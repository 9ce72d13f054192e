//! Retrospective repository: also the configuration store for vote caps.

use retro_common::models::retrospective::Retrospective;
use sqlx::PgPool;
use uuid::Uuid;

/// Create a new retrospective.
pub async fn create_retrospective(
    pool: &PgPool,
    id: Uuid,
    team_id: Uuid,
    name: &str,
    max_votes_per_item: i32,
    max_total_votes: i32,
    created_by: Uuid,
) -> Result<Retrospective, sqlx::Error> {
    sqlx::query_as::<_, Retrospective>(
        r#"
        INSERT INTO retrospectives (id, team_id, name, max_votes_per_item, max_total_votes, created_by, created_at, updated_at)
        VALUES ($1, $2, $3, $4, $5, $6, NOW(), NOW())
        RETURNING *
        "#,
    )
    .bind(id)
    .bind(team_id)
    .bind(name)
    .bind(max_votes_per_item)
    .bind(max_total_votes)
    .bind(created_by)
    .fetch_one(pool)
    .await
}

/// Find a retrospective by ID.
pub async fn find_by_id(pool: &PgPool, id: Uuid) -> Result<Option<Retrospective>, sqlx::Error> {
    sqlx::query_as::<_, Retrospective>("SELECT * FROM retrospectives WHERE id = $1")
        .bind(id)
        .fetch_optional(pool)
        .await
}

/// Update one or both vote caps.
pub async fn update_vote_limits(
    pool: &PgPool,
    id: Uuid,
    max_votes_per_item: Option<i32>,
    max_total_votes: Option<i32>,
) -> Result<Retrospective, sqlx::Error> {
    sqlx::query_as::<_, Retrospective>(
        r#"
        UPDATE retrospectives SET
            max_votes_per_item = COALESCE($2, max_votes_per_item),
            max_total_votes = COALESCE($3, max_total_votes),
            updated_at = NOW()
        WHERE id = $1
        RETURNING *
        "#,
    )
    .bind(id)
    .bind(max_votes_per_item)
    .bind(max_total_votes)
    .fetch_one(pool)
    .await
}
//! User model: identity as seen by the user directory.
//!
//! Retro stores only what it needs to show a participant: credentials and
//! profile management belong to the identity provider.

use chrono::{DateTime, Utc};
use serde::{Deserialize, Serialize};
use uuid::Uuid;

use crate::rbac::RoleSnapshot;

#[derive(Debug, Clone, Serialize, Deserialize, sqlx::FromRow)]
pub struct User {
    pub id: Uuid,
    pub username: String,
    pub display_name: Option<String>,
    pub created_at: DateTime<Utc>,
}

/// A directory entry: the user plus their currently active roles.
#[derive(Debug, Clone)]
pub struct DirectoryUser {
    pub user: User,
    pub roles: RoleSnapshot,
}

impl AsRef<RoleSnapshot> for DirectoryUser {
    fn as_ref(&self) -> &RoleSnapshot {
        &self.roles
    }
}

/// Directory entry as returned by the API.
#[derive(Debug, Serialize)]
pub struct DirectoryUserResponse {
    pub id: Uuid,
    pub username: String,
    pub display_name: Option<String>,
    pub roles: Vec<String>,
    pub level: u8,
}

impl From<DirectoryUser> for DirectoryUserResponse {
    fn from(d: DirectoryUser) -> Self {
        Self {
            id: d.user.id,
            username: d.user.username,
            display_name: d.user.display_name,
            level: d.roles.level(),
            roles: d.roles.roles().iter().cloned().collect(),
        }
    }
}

====================

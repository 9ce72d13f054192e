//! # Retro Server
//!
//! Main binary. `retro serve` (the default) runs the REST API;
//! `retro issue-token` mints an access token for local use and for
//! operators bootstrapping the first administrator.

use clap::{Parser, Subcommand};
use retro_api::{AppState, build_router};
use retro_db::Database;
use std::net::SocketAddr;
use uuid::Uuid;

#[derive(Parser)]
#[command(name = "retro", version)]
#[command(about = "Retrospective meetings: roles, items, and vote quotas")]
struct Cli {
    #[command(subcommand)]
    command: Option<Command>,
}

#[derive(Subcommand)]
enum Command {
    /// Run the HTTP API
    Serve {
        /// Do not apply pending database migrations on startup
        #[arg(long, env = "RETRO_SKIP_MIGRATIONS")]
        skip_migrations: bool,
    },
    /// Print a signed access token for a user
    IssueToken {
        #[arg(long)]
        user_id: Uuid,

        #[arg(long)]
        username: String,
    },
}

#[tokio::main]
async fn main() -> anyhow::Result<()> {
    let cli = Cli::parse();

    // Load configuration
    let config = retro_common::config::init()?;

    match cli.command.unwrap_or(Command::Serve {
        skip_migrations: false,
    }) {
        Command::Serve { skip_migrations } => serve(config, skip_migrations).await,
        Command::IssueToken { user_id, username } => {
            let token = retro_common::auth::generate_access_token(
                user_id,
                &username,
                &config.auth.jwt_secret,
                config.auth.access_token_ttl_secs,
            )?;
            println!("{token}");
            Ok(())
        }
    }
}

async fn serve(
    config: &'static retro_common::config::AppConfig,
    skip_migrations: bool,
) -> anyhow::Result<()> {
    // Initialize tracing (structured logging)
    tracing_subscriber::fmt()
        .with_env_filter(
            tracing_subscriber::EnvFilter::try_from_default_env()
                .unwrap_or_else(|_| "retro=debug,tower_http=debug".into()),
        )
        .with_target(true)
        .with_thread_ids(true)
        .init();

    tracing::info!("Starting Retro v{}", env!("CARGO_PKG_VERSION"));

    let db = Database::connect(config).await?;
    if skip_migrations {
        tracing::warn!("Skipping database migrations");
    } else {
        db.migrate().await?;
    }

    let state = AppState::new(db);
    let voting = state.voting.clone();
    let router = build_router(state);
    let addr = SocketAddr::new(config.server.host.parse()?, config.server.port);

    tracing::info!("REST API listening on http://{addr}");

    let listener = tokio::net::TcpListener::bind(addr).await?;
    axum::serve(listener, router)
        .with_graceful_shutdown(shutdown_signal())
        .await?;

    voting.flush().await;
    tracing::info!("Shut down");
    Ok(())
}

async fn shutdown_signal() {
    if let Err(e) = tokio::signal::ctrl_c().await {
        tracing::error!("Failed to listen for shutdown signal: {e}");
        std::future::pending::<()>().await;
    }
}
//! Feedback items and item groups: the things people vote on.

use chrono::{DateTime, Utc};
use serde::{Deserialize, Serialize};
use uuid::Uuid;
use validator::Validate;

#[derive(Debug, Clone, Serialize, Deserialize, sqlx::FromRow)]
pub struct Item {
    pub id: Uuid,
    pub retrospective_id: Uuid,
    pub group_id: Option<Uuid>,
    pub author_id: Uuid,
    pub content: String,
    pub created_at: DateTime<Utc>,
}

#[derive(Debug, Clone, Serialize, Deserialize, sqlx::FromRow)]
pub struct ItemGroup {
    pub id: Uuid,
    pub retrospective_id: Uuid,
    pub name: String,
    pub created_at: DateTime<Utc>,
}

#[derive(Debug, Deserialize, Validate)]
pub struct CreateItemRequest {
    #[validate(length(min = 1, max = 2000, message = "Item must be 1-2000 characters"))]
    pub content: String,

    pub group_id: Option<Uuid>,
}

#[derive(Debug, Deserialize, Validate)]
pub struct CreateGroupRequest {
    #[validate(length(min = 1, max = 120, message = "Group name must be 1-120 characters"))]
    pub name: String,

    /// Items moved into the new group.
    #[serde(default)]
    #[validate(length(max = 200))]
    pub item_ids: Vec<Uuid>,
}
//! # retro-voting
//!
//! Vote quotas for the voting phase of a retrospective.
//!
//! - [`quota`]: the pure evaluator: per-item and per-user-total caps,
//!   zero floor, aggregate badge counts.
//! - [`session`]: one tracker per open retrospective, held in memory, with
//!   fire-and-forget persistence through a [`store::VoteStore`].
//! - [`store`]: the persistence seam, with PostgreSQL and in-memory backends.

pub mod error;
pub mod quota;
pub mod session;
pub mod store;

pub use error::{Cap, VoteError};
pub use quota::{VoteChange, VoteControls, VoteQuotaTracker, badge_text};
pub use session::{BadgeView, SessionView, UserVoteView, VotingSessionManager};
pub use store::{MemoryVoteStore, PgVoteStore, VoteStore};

====================

**ABOUT THIS EXERCISE:**
Which of the lines above hold the string "WHERE"? Pick each of them out.

**WRITTEN RESPONSE:**
    sqlx::query_as::<_, Retrospective>("SELECT * FROM retrospectives WHERE id = $1")
        WHERE id = $1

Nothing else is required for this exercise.